Short-term and long-term mortality following pediatric intensive care
Pediatrics International, 04/26/2012
Volakli EA et al. – A 2 year follow–up period seems sufficient for a comprehensive mortality analysis of pediatric intensive care unit (PICU) patients. Severity of critical illness is the key factor of short–term mortality, whereas comorbidity is the major determinant of long–term mortality.
This was a prospective observational study. Data collected consisted of demographics, severity scores, procedures, treatment, need for and duration of mechanical ventilation (MV), length of PICU and hospital stay, and mortality at PICU and hospital discharge, at 3 and 6 months and at 1 and 2 years.

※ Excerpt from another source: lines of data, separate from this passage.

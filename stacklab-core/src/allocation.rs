//! Sequential allocator: per-day multipliers in, a normalized weight vector out.
//!
//! Past days (up to and including the as-of index) draw from a shared budget
//! in date order. Each past weight depends only on the multipliers up to its
//! own day, the window length and the floor, so extending the as-of index
//! never changes an already computed weight. Future days split whatever
//! budget is left evenly, and the last day absorbs the floating-point residual.

use crate::config::NormalizationPolicy;
use thiserror::Error;

#[derive(Debug, Error, Clone, PartialEq)]
pub enum AllocationError {
    #[error("cannot allocate over an empty window")]
    Empty,

    #[error("floor {min_weight} is infeasible for {days} days (days x floor > 1)")]
    FloorInfeasible { days: usize, min_weight: f64 },

    #[error("as-of index {index} outside window of {len} days")]
    IndexOutOfRange { index: usize, len: usize },
}

/// Relative emphasis of day `i` given the multipliers of days `0..=i`.
///
/// `prefix_sum` is the sum of the (sanitized) multipliers up to and including `i`.
fn signal_ratio(policy: NormalizationPolicy, multiplier: f64, prefix_sum: f64, i: usize) -> f64 {
    let max = policy.max_ratio();
    let raw = match policy {
        NormalizationPolicy::PrefixMean { .. } => {
            let mean = prefix_sum / (i + 1) as f64;
            if mean > 0.0 {
                multiplier / mean
            } else {
                1.0
            }
        }
        NormalizationPolicy::Absolute { .. } => multiplier,
    };
    if raw.is_finite() {
        raw.clamp(1.0 / max, max)
    } else {
        1.0
    }
}

fn sanitize(multiplier: f64) -> f64 {
    if multiplier.is_finite() && multiplier > 0.0 {
        multiplier
    } else {
        1.0
    }
}

/// Allocate a unit budget over `multipliers.len()` days.
///
/// `current_index` is the last locked day; `None` means the as-of date
/// precedes the window and every day is future.
pub fn allocate(
    multipliers: &[f64],
    current_index: Option<usize>,
    min_weight: f64,
    policy: NormalizationPolicy,
) -> Result<Vec<f64>, AllocationError> {
    let n = multipliers.len();
    if n == 0 {
        return Err(AllocationError::Empty);
    }
    if n as f64 * min_weight > 1.0 {
        return Err(AllocationError::FloorInfeasible {
            days: n,
            min_weight,
        });
    }
    if let Some(index) = current_index {
        if index >= n {
            return Err(AllocationError::IndexOutOfRange { index, len: n });
        }
    }

    let base = 1.0 / n as f64;
    let last = n - 1;
    let locked = current_index.map_or(0, |c| c + 1);
    let mut weights = vec![0.0; n];

    let mut remaining = 1.0;
    let mut prefix_sum = 0.0;
    for (i, &m) in multipliers.iter().enumerate().take(locked) {
        let m = sanitize(m);
        prefix_sum += m;
        let ratio = signal_ratio(policy, m, prefix_sum, i);
        let cap = remaining - min_weight * (n - i - 1) as f64;
        let w = (base * ratio).min(cap).max(min_weight);
        weights[i] = w;
        remaining -= w;
    }

    let future_days = n - locked;
    if future_days > 0 {
        let share = remaining / future_days as f64;
        for w in &mut weights[locked..] {
            *w = share;
        }
    }

    let head: f64 = weights[..last].iter().sum();
    weights[last] = 1.0 - head;

    enforce_floor(&mut weights, min_weight, locked);
    Ok(weights)
}

/// Raise entries below `min_weight` to the floor and take the shortfall
/// proportionally from unlocked entries above it.
///
/// Locked entries are never reduced. The fold reserves the floor for every
/// later day, so a shortfall the unlocked entries cannot cover is rounding
/// noise and is left as a sum excess.
fn enforce_floor(weights: &mut [f64], min_weight: f64, locked: usize) {
    let mut shortfall = 0.0;
    for w in weights.iter_mut() {
        if *w < min_weight {
            shortfall += min_weight - *w;
            *w = min_weight;
        }
    }
    if shortfall <= 0.0 || locked >= weights.len() {
        return;
    }

    let capacity: f64 = weights[locked..]
        .iter()
        .map(|w| (w - min_weight).max(0.0))
        .sum();
    if capacity <= 0.0 {
        return;
    }
    let take = shortfall.min(capacity);
    for w in &mut weights[locked..] {
        let excess = *w - min_weight;
        if excess > 0.0 {
            *w = (*w - take * excess / capacity).max(min_weight);
        }
    }
}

A total of 300 patients (196 boys and 104 girls), aged 54.26 ± 49.93 months, were included in the study.
Median (interquartile range) Pediatric Risk of Mortality (PRISM III-24) score was 7 (3–11) and predicted mortality rate was 11.16%. MV rate was 67.3% (58.3% at admission) for 6.54 ± 14.15 days, and length of PICU and hospital stay was 8.85 ± 23.28 days and 20.69 ± 28.64 days, respectively.

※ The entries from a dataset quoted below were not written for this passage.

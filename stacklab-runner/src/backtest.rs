//! Backtest driver: every fixed-length window across the history.
//!
//! Features are computed once by the `WeightModel` and shared read-only; each
//! window is a pure function of (model, start), so windows may be evaluated
//! on the rayon pool. Results are collected in window order, so serial and
//! parallel runs aggregate identically.

use chrono::{Duration, NaiveDate};
use rayon::prelude::*;
use serde::{Deserialize, Serialize};
use stacklab_core::features::SignalMode;
use stacklab_core::window::{WeightError, WeightModel};
use thiserror::Error;
use tracing::{info, warn};

use crate::config::{config_fingerprint, BacktestConfig, RunConfigError};
use crate::metrics::{MetricsSummary, WindowSpd};

/// Current schema version for persisted artifacts.
pub const SCHEMA_VERSION: u32 = 1;

/// Errors from the backtest driver.
#[derive(Debug, Error)]
pub enum BacktestError {
    #[error("history of {records} records is shorter than one {window_days}-day window")]
    HistoryTooShort { records: usize, window_days: usize },

    #[error("no complete window starts between {from} and {until} ({skipped} skipped for gaps)")]
    NoWindows {
        from: NaiveDate,
        until: NaiveDate,
        skipped: usize,
    },

    #[error("every one of {failed} windows failed; first: {first}")]
    AllWindowsFailed { failed: usize, first: WeightError },

    #[error("invalid backtest config: {0}")]
    Config(#[from] RunConfigError),
}

/// Outcome of one evaluated window.
#[derive(Debug, Clone, PartialEq, Serialize, Deserialize)]
pub struct WindowResult {
    pub start: NaiveDate,
    pub end: NaiveDate,
    #[serde(flatten)]
    pub spd: WindowSpd,
}

/// A window whose weight vector was rejected. Reported, never averaged in.
#[derive(Debug, Clone, PartialEq, Serialize, Deserialize)]
pub struct WindowFailure {
    pub start: NaiveDate,
    pub end: NaiveDate,
    pub error: String,
}

/// Complete result of a backtest run.
#[derive(Debug, Clone, Serialize, Deserialize)]
pub struct BacktestReport {
    /// Schema version for forward-compatible deserialization.
    #[serde(default = "default_schema_version")]
    pub schema_version: u32,
    pub summary: MetricsSummary,
    pub windows: Vec<WindowResult>,
    pub failures: Vec<WindowFailure>,
    /// Candidate starts without full daily coverage.
    pub skipped_windows: usize,
    pub window_days: usize,
    pub signal_mode: SignalMode,
    /// First date with a valuation ratio; earlier dates ran price-only.
    #[serde(default)]
    pub valuation_since: Option<NaiveDate>,
    pub dataset_hash: String,
    pub config_hash: String,
    pub has_synthetic: bool,
}

fn default_schema_version() -> u32 {
    SCHEMA_VERSION
}

impl BacktestReport {
    /// Mark the report as produced on synthetic data.
    pub fn tagged_synthetic(mut self, synthetic: bool) -> Self {
        self.has_synthetic = synthetic;
        self
    }
}

/// Window starts to evaluate, plus the number of candidates skipped for gaps.
///
/// A candidate is any record date inside the configured start range whose
/// window `[start, start + window_days - 1]` has a record on every day.
pub fn window_starts(
    model: &WeightModel,
    config: &BacktestConfig,
) -> Result<(Vec<NaiveDate>, usize), BacktestError> {
    config.validate()?;
    let records = model.history().records();
    let w = config.window_days;
    if records.len() < w {
        return Err(BacktestError::HistoryTooShort {
            records: records.len(),
            window_days: w,
        });
    }

    let span = Duration::days(w as i64 - 1);
    let from = config.start_from.unwrap_or(records[0].date);
    let until = config
        .start_until
        .unwrap_or(records[records.len() - 1].date - span);

    let mut starts = Vec::new();
    let mut skipped = 0;
    for (i, record) in records.iter().enumerate() {
        let start = record.date;
        if start < from || start > until || start + span > records[records.len() - 1].date {
            continue;
        }
        // Dates are strictly increasing, so full coverage means the record
        // w-1 rows later falls exactly w-1 days later.
        match records.get(i + w - 1) {
            Some(last) if last.date == start + span => starts.push(start),
            _ => skipped += 1,
        }
    }

    if starts.is_empty() {
        return Err(BacktestError::NoWindows {
            from,
            until,
            skipped,
        });
    }
    if skipped > 0 {
        warn!(skipped, "skipped windows with missing days");
    }
    Ok((starts, skipped))
}

/// Evaluate one window as of its last day.
pub fn evaluate_window(
    model: &WeightModel,
    start: NaiveDate,
    window_days: usize,
) -> Result<WindowResult, WeightError> {
    let end = start + Duration::days(window_days as i64 - 1);
    let weights = model.compute_window_weights(start, end, end)?;

    let history = model.history();
    let first = history.index_of(start).ok_or(WeightError::InvalidWindow {
        start,
        end,
        current_date: end,
    })?;
    let prices: Vec<f64> = history.records()[first..first + window_days]
        .iter()
        .map(|r| r.price)
        .collect();

    Ok(WindowResult {
        start,
        end,
        spd: WindowSpd::compute(&prices, &weights.weights),
    })
}

/// Run the backtest over every complete window.
pub fn run_backtest(
    model: &WeightModel,
    config: &BacktestConfig,
) -> Result<BacktestReport, BacktestError> {
    let (starts, skipped_windows) = window_starts(model, config)?;
    let w = config.window_days;
    info!(
        windows = starts.len(),
        window_days = w,
        parallel = config.parallel,
        mode = ?model.mode(),
        "starting backtest"
    );

    let outcomes: Vec<(NaiveDate, Result<WindowResult, WeightError>)> = if config.parallel {
        starts
            .par_iter()
            .map(|&s| (s, evaluate_window(model, s, w)))
            .collect()
    } else {
        starts
            .iter()
            .map(|&s| (s, evaluate_window(model, s, w)))
            .collect()
    };

    let mut windows = Vec::with_capacity(outcomes.len());
    let mut failures = Vec::new();
    let mut first_error = None;
    for (start, outcome) in outcomes {
        match outcome {
            Ok(result) => windows.push(result),
            Err(e) => {
                warn!(%start, error = %e, "window failed validation");
                failures.push(WindowFailure {
                    start,
                    end: start + Duration::days(w as i64 - 1),
                    error: e.to_string(),
                });
                first_error.get_or_insert(e);
            }
        }
    }
    if windows.is_empty() {
        if let Some(first) = first_error {
            return Err(BacktestError::AllWindowsFailed {
                failed: failures.len(),
                first,
            });
        }
    }

    let spd: Vec<WindowSpd> = windows.iter().map(|r| r.spd).collect();
    let summary = MetricsSummary::compute(&spd, config.recency_decay);
    info!(
        windows = summary.window_count,
        failed = failures.len(),
        win_rate = summary.win_rate,
        model_score = summary.model_score,
        "backtest complete"
    );

    Ok(BacktestReport {
        schema_version: SCHEMA_VERSION,
        summary,
        windows,
        failures,
        skipped_windows,
        window_days: w,
        signal_mode: model.mode(),
        valuation_since: model.features().valuation_since(),
        dataset_hash: model.history().fingerprint(),
        config_hash: config_fingerprint(model.config(), config),
        has_synthetic: false,
    })
}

Mortality rate at discharge was 9.7% and cumulative mortality rate thereafter was 12.7%, 15.0%, 16.7%, 19.0%, and 19.0% at hospital discharge, 3 months, 6 months, 1 year and 2 years, respectively.
Significant risk factors of PICU mortality were inotrope use, PRISM III-24 score >8, MV, arterial and central venous catheterization, nosocomial infection, complications, and cancer.